━━━ Supplied entries

//! Copyright © 2025-2026 Wenze Wei. All Rights Reserved.
//!
//! This file is part of Piper.
//! The Piper project belongs to the Dunimd Team.
//!
//! Licensed under the Apache License, Version 2.0 (the "License");
//! You may not use this file except in compliance with the License.
//! You may obtain a copy of the License at
//!
//!     http://www.apache.org/licenses/LICENSE-2.0
//!
//! Unless required by applicable law or agreed to in writing, software
//! distributed under the License is distributed on an "AS IS" BASIS,
//! WITHOUT WARRANTIES OR CONDITIONS OF ANY KIND, either express or implied.
//! See the License for the specific language governing permissions and
//! limitations under the License.

//! # Piper Value Module
//!
//! This module provides the dynamic, tagged runtime value type that flows
//! through Piper pipelines, together with its coercion rules.
//!
//! ## Coercion Rules
//!
//! - Binary arithmetic with one Double operand promotes the other side from
//!   Int to Double before computing.
//! - Int op Int stays Int, including division, which truncates; an explicit
//!   `double()` cast on either operand is what turns `/` into Double
//!   division.
//! - All other cross-type coercion is explicit via `cast_to` and fails as a
//!   typed cell fault rather than an uncaught panic.

use std::collections::HashMap;
use std::fmt::Display;

use serde::{Deserialize, Serialize};

use crate::errors::{PiperError, Result};

/// The type tag of a [`PiperValue`].
#[derive(Debug, Clone, Copy, PartialEq, Eq, Hash, Serialize, Deserialize)]
pub enum PiperValueType {
    Null,
    Bool,
    Int,
    Double,
    String,
    List,
    Map,
    Bytes,
}

impl PiperValueType {
    /// True if the type participates in arithmetic promotion.
    pub fn is_numeric(&self) -> bool {
        matches!(self, PiperValueType::Int | PiperValueType::Double)
    }
}

impl Display for PiperValueType {
    fn fmt(&self, f: &mut std::fmt::Formatter<'_>) -> std::fmt::Result {
        match self {
            PiperValueType::Null => write!(f, "null"),
            PiperValueType::Bool => write!(f, "bool"),
            PiperValueType::Int => write!(f, "int"),
            PiperValueType::Double => write!(f, "double"),
            PiperValueType::String => write!(f, "string"),
            PiperValueType::List => write!(f, "list"),
            PiperValueType::Map => write!(f, "map"),
            PiperValueType::Bytes => write!(f, "bytes"),
        }
    }
}

impl PiperValueType {
    /// Parses a type annotation as written in a pipeline parameter list.
    pub fn parse(name: &str) -> Option<Self> {
        match name {
            "bool" => Some(PiperValueType::Bool),
            "int" => Some(PiperValueType::Int),
            "double" => Some(PiperValueType::Double),
            "string" => Some(PiperValueType::String),
            "list" => Some(PiperValueType::List),
            "map" => Some(PiperValueType::Map),
            "bytes" => Some(PiperValueType::Bytes),
            _ => None,
        }
    }
}

/// Dynamic runtime value carried by record fields and expression results.
///
/// Serialized untagged so records read as plain JSON. Variant order matters
/// for deserialization: Int is tried before Double so whole numbers stay
/// Int, and List before Bytes so arrays of numbers stay Lists.
#[derive(Debug, Clone, PartialEq, Serialize, Deserialize)]
#[serde(untagged)]
pub enum PiperValue {
    Null,
    Bool(bool),
    Int(i64),
    Double(f64),
    String(String),
    List(Vec<PiperValue>),
    Map(HashMap<String, PiperValue>),
    Bytes(Vec<u8>),
}

impl Default for PiperValue {
    fn default() -> Self {
        PiperValue::Null
    }
}

impl PiperValue {
    /// Returns the type tag of this value.
    pub fn value_type(&self) -> PiperValueType {
        match self {
            PiperValue::Null => PiperValueType::Null,
            PiperValue::Bool(_) => PiperValueType::Bool,
            PiperValue::Int(_) => PiperValueType::Int,
            PiperValue::Double(_) => PiperValueType::Double,
            PiperValue::String(_) => PiperValueType::String,
            PiperValue::List(_) => PiperValueType::List,
            PiperValue::Map(_) => PiperValueType::Map,
            PiperValue::Bytes(_) => PiperValueType::Bytes,
        }
    }

    pub fn is_null(&self) -> bool {
        matches!(self, PiperValue::Null)
    }

    /// Extracts an Int, without implicit conversion.
    pub fn get_int(&self) -> Result<i64> {
        match self {
            PiperValue::Int(v) => Ok(*v),
            other => Err(PiperError::InvalidTypeCast {
                from: other.value_type(),
                to: PiperValueType::Int,
            }),
        }
    }

    /// Extracts a Double, promoting Int. This is the numeric argument rule
    /// used by the builtin library.
    pub fn get_double(&self) -> Result<f64> {
        match self {
            PiperValue::Int(v) => Ok(*v as f64),
            PiperValue::Double(v) => Ok(*v),
            other => Err(PiperError::InvalidTypeCast {
                from: other.value_type(),
                to: PiperValueType::Double,
            }),
        }
    }

    pub fn get_bool(&self) -> Result<bool> {
        match self {
            PiperValue::Bool(v) => Ok(*v),
            other => Err(PiperError::InvalidTypeCast {
                from: other.value_type(),
                to: PiperValueType::Bool,
            }),
        }
    }

    pub fn get_string(&self) -> Result<&str> {
        match self {
            PiperValue::String(v) => Ok(v.as_str()),
            other => Err(PiperError::InvalidTypeCast {
                from: other.value_type(),
                to: PiperValueType::String,
            }),
        }
    }

    pub fn get_list(&self) -> Result<&[PiperValue]> {
        match self {
            PiperValue::List(v) => Ok(v.as_slice()),
            other => Err(PiperError::InvalidTypeCast {
                from: other.value_type(),
                to: PiperValueType::List,
            }),
        }
    }

    pub fn get_map(&self) -> Result<&HashMap<String, PiperValue>> {
        match self {
            PiperValue::Map(v) => Ok(v),
            other => Err(PiperError::InvalidTypeCast {
                from: other.value_type(),
                to: PiperValueType::Map,
            }),
        }
    }

    /// Casts the value to the requested type, using the explicit coercion
    /// rules of the builtin cast functions.
    pub fn cast_to(self, target: PiperValueType) -> Result<PiperValue> {
        let from = self.value_type();
        if from == target {
            return Ok(self);
        }
        match (self, target) {
            (v, PiperValueType::String) => Ok(PiperValue::String(v.render())),
            (PiperValue::Int(v), PiperValueType::Double) => Ok(PiperValue::Double(v as f64)),
            (PiperValue::Double(v), PiperValueType::Int) => Ok(PiperValue::Int(v as i64)),
            (PiperValue::Bool(v), PiperValueType::Int) => Ok(PiperValue::Int(v as i64)),
            (PiperValue::String(s), PiperValueType::Int) => s
                .trim()
                .parse::<i64>()
                .map(PiperValue::Int)
                .map_err(|_| PiperError::Format(s, PiperValueType::Int)),
            (PiperValue::String(s), PiperValueType::Double) => s
                .trim()
                .parse::<f64>()
                .map(PiperValue::Double)
                .map_err(|_| PiperError::Format(s, PiperValueType::Double)),
            (PiperValue::String(s), PiperValueType::Bool) => match s.trim() {
                "true" => Ok(PiperValue::Bool(true)),
                "false" => Ok(PiperValue::Bool(false)),
                _ => Err(PiperError::Format(s, PiperValueType::Bool)),
            },
            (PiperValue::Int(v), PiperValueType::Bool) => Ok(PiperValue::Bool(v != 0)),
            (_, to) => Err(PiperError::InvalidTypeCast { from, to }),
        }
    }

    /// Plain string rendering used by the `string()` cast and by lookup key
    /// normalization. Unlike `dump`, strings are not quoted.
    pub fn render(&self) -> String {
        match self {
            PiperValue::Null => "null".to_string(),
            PiperValue::Bool(v) => v.to_string(),
            PiperValue::Int(v) => v.to_string(),
            PiperValue::Double(v) => v.to_string(),
            PiperValue::String(v) => v.clone(),
            other => other.dump(),
        }
    }

    /// Renders the value as a DSL literal.
    pub fn dump(&self) -> String {
        match self {
            PiperValue::Null => "null".to_string(),
            PiperValue::Bool(v) => v.to_string(),
            PiperValue::Int(v) => v.to_string(),
            PiperValue::Double(v) => v.to_string(),
            PiperValue::String(v) => format!("{:?}", v),
            PiperValue::List(items) => {
                let inner: Vec<String> = items.iter().map(|v| v.dump()).collect();
                format!("[{}]", inner.join(", "))
            }
            PiperValue::Map(map) => {
                let mut inner: Vec<String> =
                    map.iter().map(|(k, v)| format!("{:?}: {}", k, v.dump())).collect();
                inner.sort();
                format!("{{{}}}", inner.join(", "))
            }
            PiperValue::Bytes(bytes) => format!("bytes[{}]", bytes.len()),
        }
    }
}

impl From<()> for PiperValue {
    fn from(_: ()) -> Self {
        PiperValue::Null
    }
}

impl From<bool> for PiperValue {
    fn from(v: bool) -> Self {
        PiperValue::Bool(v)
    }
}

impl From<i32> for PiperValue {
    fn from(v: i32) -> Self {
        PiperValue::Int(v as i64)
    }
}

impl From<i64> for PiperValue {
    fn from(v: i64) -> Self {
        PiperValue::Int(v)
    }
}

impl From<f64> for PiperValue {
    fn from(v: f64) -> Self {
        PiperValue::Double(v)
    }
}

impl From<&str> for PiperValue {
    fn from(v: &str) -> Self {
        PiperValue::String(v.to_string())
    }
}

impl From<String> for PiperValue {
    fn from(v: String) -> Self {
        PiperValue::String(v)
    }
}

impl From<Vec<PiperValue>> for PiperValue {
    fn from(v: Vec<PiperValue>) -> Self {
        PiperValue::List(v)
    }
}

impl From<HashMap<String, PiperValue>> for PiperValue {
    fn from(v: HashMap<String, PiperValue>) -> Self {
        PiperValue::Map(v)
    }
}

impl<T> From<Option<T>> for PiperValue
where
    T: Into<PiperValue>,
{
    fn from(v: Option<T>) -> Self {
        match v {
            Some(v) => v.into(),
            None => PiperValue::Null,
        }
    }
}

impl FromIterator<PiperValue> for PiperValue {
    fn from_iter<T: IntoIterator<Item = PiperValue>>(iter: T) -> Self {
        PiperValue::List(iter.into_iter().collect())
    }
}

impl From<serde_json::Value> for PiperValue {
    fn from(v: serde_json::Value) -> Self {
        match v {
            serde_json::Value::Null => PiperValue::Null,
            serde_json::Value::Bool(b) => PiperValue::Bool(b),
            serde_json::Value::Number(n) => {
                if let Some(i) = n.as_i64() {
                    PiperValue::Int(i)
                } else {
                    PiperValue::Double(n.as_f64().unwrap_or(f64::NAN))
                }
            }
            serde_json::Value::String(s) => PiperValue::String(s),
            serde_json::Value::Array(items) => {
                PiperValue::List(items.into_iter().map(PiperValue::from).collect())
            }
            serde_json::Value::Object(map) => PiperValue::Map(
                map.into_iter().map(|(k, v)| (k, PiperValue::from(v))).collect(),
            ),
        }
    }
}

impl From<PiperValue> for serde_json::Value {
    fn from(v: PiperValue) -> Self {
        match v {
            PiperValue::Null => serde_json::Value::Null,
            PiperValue::Bool(b) => serde_json::Value::Bool(b),
            PiperValue::Int(i) => serde_json::Value::from(i),
            PiperValue::Double(d) => {
                serde_json::Number::from_f64(d).map(serde_json::Value::Number).unwrap_or(serde_json::Value::Null)
            }
            PiperValue::String(s) => serde_json::Value::String(s),
            PiperValue::List(items) => {
                serde_json::Value::Array(items.into_iter().map(serde_json::Value::from).collect())
            }
            PiperValue::Map(map) => serde_json::Value::Object(
                map.into_iter().map(|(k, v)| (k, serde_json::Value::from(v))).collect(),
            ),
            PiperValue::Bytes(bytes) => {
                serde_json::Value::Array(bytes.into_iter().map(serde_json::Value::from).collect())
            }
        }
    }
}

━━━━━━

_Task objective_
Write out exactly the lines between the start of the entries and the line containing "governing permissions and", including that line and the first one.

_Worked solution_
//! Copyright © 2025-2026 Wenze Wei. All Rights Reserved.
//!
//! This file is part of Piper.
//! The Piper project belongs to the Dunimd Team.
//!
//! Licensed under the Apache License, Version 2.0 (the "License");
//! You may not use this file except in compliance with the License.
//! You may obtain a copy of the License at
//!
//!     http://www.apache.org/licenses/LICENSE-2.0
//!
//! Unless required by applicable law or agreed to in writing, software
//! distributed under the License is distributed on an "AS IS" BASIS,
//! WITHOUT WARRANTIES OR CONDITIONS OF ANY KIND, either express or implied.
//! See the License for the specific language governing permissions and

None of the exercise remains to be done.